Given that the second order differential equation: $$y''+xy'+y=0$$ with initial conditions: $y(0)=1$ & $y'(0)=0$
Find out the value of $y(0.1)$
My try: $$\int y''+\int xy'+\int y=\int 0$$ $$y'+x y+yx=C_1$$ $$y'+2x y=C_1$$ $$\int y'+2y \int x=\int C_1$$ $$y+2y\cdot \frac{x^2}{2}=C_1x+C_2$$ $$y+x^2y=C_1x+C_2$$ $$y=\frac{C_1x+C_2}{1+x^2}$$ setting x=0, y=1 $$1=\frac{C_1\cdot 0+C_2}{1+0^2}\iff C_2=1$$ setting $x=0$ & $y'=0$, $$0+2(0) (1)=C_1\iff C_1=0$$ $$y=\frac{1}{1+x^2}$$ setting $x=0.1$ $$y(0.1)=\frac{1}{1+0.1^2}=0.99$$ But my teacher suggests the correct answer: $exp(-1/200). But I don't know where I am wrong. Someone please help me to get correct answer.

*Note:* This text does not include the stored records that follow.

//! The processing order of a graph.
//!
//! A [`ProcessingOrder`] is a sequence of node ids together with a reverse index from node
//! to position, so that "does `a` run before `b`" is a constant time query. The order is
//! kept topologically valid by the [`GraphEditor`](crate::graph::GraphEditor): every edge
//! it adds is checked against the order and the affected region is repaired in place.

use crate::graph::NodeId;

/// A sequence of nodes with constant time position lookup.
#[derive(Debug, Clone, Default)]
pub struct ProcessingOrder {
    order: Vec<NodeId>,
    positions: Vec<Option<usize>>,
}

impl ProcessingOrder {
    /// Creates an empty order.
    #[must_use]
    pub fn new() -> Self {
        Self::default()
    }

    /// Builds an order from a sequence of nodes.
    #[must_use]
    pub fn from_nodes(order: Vec<NodeId>) -> Self {
        let mut result = Self {
            order,
            positions: Vec::new(),
        };
        result.reindex();
        result
    }

    /// Nodes in order.
    #[must_use]
    pub fn as_slice(&self) -> &[NodeId] {
        &self.order
    }

    /// Iterator over nodes in order.
    pub fn iter(&self) -> impl DoubleEndedIterator<Item = NodeId> + '_ {
        self.order.iter().copied()
    }

    /// Number of ordered nodes.
    #[must_use]
    pub fn len(&self) -> usize {
        self.order.len()
    }

    /// Returns `true` if no node is ordered.
    #[must_use]
    pub fn is_empty(&self) -> bool {
        self.order.is_empty()
    }

    /// Position of `node`, if ordered.
    #[must_use]
    pub fn position(&self, node: NodeId) -> Option<usize> {
        self.positions.get(node.index()).copied().flatten()
    }

    /// Returns `true` if `node` is ordered.
    #[must_use]
    pub fn contains(&self, node: NodeId) -> bool {
        self.position(node).is_some()
    }

    /// Returns `true` if `a` is ordered strictly before `b`.
    #[must_use]
    pub fn precedes(&self, a: NodeId, b: NodeId) -> bool {
        matches!((self.position(a), self.position(b)), (Some(pa), Some(pb)) if pa < pb)
    }

    pub(crate) fn push(&mut self, node: NodeId) {
        self.set_position(node, Some(self.order.len()));
        self.order.push(node);
    }

    pub(crate) fn remove(&mut self, node: NodeId) {
        if let Some(pos) = self.position(node) {
            self.order.remove(pos);
            self.set_position(node, None);
            for idx in pos..self.order.len() {
                let moved = self.order[idx];
                self.set_position(moved, Some(idx));
            }
        }
    }

    /// Places `nodes` into the given `slots`, in order. Both must have the same length and
    /// `slots` must be exactly the current positions of `nodes`, sorted ascending.
    pub(crate) fn reassign(&mut self, slots: &[usize], nodes: &[NodeId]) {
        debug_assert_eq!(slots.len(), nodes.len());
        for (&slot, &node) in slots.iter().zip(nodes) {
            self.order[slot] = node;
            self.set_position(node, Some(slot));
        }
    }

    fn reindex(&mut self) {
        self.positions.clear();
        let order = std::mem::take(&mut self.order);
        for (pos, &node) in order.iter().enumerate() {
            self.set_position(node, Some(pos));
        }
        self.order = order;
    }

    fn set_position(&mut self, node: NodeId, pos: Option<usize>) {
        if node.index() >= self.positions.len() {
            self.positions.resize(node.index() + 1, None);
        }
        self.positions[node.index()] = pos;
    }
}

#[cfg(test)]
mod tests {
    use super::*;

    fn ids(raw: &[usize]) -> Vec<NodeId> {
        raw.iter().copied().map(NodeId::new).collect()
    }

    #[test]
    fn test_positions() {
        let order = ProcessingOrder::from_nodes(ids(&[3, 0, 2]));
        assert_eq!(order.position(NodeId::new(3)), Some(0));
        assert_eq!(order.position(NodeId::new(2)), Some(2));
        assert_eq!(order.position(NodeId::new(1)), None);
        assert!(order.precedes(NodeId::new(0), NodeId::new(2)));
        assert!(!order.precedes(NodeId::new(2), NodeId::new(0)));
    }

    #[test]
    fn test_push_and_remove() {
        let mut order = ProcessingOrder::from_nodes(ids(&[0, 1, 2]));
        order.push(NodeId::new(7));
        order.remove(NodeId::new(1));
        assert_eq!(order.as_slice(), ids(&[0, 2, 7]).as_slice());
        assert_eq!(order.position(NodeId::new(7)), Some(2));
        assert!(!order.contains(NodeId::new(1)));
    }

    #[test]
    fn test_reassign() {
        let mut order = ProcessingOrder::from_nodes(ids(&[0, 1, 2, 3]));
        order.reassign(&[1, 3], &ids(&[3, 1]));
        assert_eq!(order.as_slice(), ids(&[0, 3, 2, 1]).as_slice());
        assert_eq!(order.position(NodeId::new(1)), Some(3));
    }
}
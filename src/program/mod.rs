//! Compiled programs.
//!
//! A [`Program`] is the result of compiling a [`Topology`]: the optimized graph with
//! every node bound to an implementation, the memory dependencies for the memory pool
//! and the event log of the compile. [`Program::build`] compiles with the default
//! collaborators; [`CompileDriver`] lets callers install their own.
//!
//! # Examples
//!
//! ```rust
//! use nngraph::topology::{ActivationFunction, DataType, Format, Layout, Primitive, Tensor, Topology};
//! use nngraph::{BuildOptions, Error, Program};
//!
//! let layout = Layout::new(DataType::F32, Format::Bfyx, Tensor::new(1, 1, 2, 1));
//! let mut topology = Topology::new();
//! topology.add(Primitive::data("a", layout, vec![-1.0, 2.0]))?;
//! topology.add(Primitive::activation("b", "a", ActivationFunction::Relu))?;
//! topology.add_output("b");
//!
//! let program = Program::build(&topology, BuildOptions::default())?;
//! assert_eq!(program.nodes().count(), 1);
//! assert!(program.optimized_out().iter().any(|id| id == "a"));
//! assert!(matches!(program.get_node("a"), Err(Error::NotFound(_))));
//! # Ok::<(), nngraph::Error>(())
//! ```

mod driver;
mod init;

pub use driver::CompileDriver;
pub use init::init_graph;

use crate::{
    compiler::EventLog,
    config::BuildOptions,
    graph::{GraphStore, ProgramNode},
    memory::MemoryDependencyGraph,
    topology::Topology,
    Result,
};

/// A compiled topology.
#[derive(Debug)]
pub struct Program {
    graph: GraphStore,
    memory: MemoryDependencyGraph,
    events: EventLog,
    options: BuildOptions,
}

impl Program {
    pub(crate) fn new(
        graph: GraphStore,
        memory: MemoryDependencyGraph,
        events: EventLog,
        options: BuildOptions,
    ) -> Self {
        Self {
            graph,
            memory,
            events,
            options,
        }
    }

    /// Compiles `topology` with the default collaborators.
    ///
    /// # Errors
    ///
    /// See [`CompileDriver::compile`].
    pub fn build(topology: &Topology, options: BuildOptions) -> Result<Self> {
        CompileDriver::new().compile(topology, options)
    }

    /// The node with identifier `id`.
    ///
    /// # Errors
    ///
    /// Returns [`Error::NotFound`](crate::Error::NotFound) if no such node survived.
    pub fn get_node(&self, id: &str) -> Result<&ProgramNode> {
        self.graph.get_node(id)
    }

    /// Returns `true` if a node with identifier `id` survived compilation.
    #[must_use]
    pub fn contains(&self, id: &str) -> bool {
        self.graph.contains(id)
    }

    /// All surviving nodes, in arena order.
    pub fn nodes(&self) -> impl Iterator<Item = &ProgramNode> + '_ {
        self.graph.nodes()
    }

    /// Surviving nodes in processing order.
    #[must_use]
    pub fn processing_order(&self) -> Vec<&ProgramNode> {
        self.graph
            .processing_order()
            .iter()
            .map(|n| &self.graph[n])
            .collect()
    }

    /// Identifiers of nodes removed during compilation.
    #[must_use]
    pub fn optimized_out(&self) -> &[String] {
        self.graph.optimized_out()
    }

    /// Output nodes.
    #[must_use]
    pub fn outputs(&self) -> Vec<&ProgramNode> {
        self.graph.outputs().iter().map(|&n| &self.graph[n]).collect()
    }

    /// Which node outputs must not share a buffer. Empty when the build options disable
    /// the memory pool.
    #[must_use]
    pub fn memory_dependencies(&self) -> &MemoryDependencyGraph {
        &self.memory
    }

    /// The memory dependencies as text, one `primitive: <id> restricted list: ...` line
    /// per node.
    #[must_use]
    pub fn memory_dependencies_string(&self) -> String {
        self.memory.to_string()
    }

    /// Events recorded during compilation.
    #[must_use]
    pub fn events(&self) -> &EventLog {
        &self.events
    }

    /// The compiled graph.
    #[must_use]
    pub fn graph(&self) -> &GraphStore {
        &self.graph
    }

    /// Options the program was built with.
    #[must_use]
    pub fn options(&self) -> &BuildOptions {
        &self.options
    }
}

Thanks
\begin{align} y''+xy'+y=0 &\iff (y'+xy)'=0\\ &\iff y'+xy=C_1\\ &\iff \exp{(x^2/2)}y'+x\exp{(x^2/2)}y=C_1\exp{(x^2/2)}\\ &\iff (\exp{(x^2/2)}y)'=C_1\exp{(x^2/2)}\\ &\iff \exp{(x^2/2)}y=C_2\text{erfi}{(x/\sqrt{2})}+C_3\\ &\iff y=(C_2\text{erfi}{(x/\sqrt{2})}+C_3)\exp{(-x^2/2)}\\ \end{align} Given the initial conditions we get $$y=\exp{(-x^2/2)}$$ and hence $$y(0.1)=\exp{(-0.005)}$$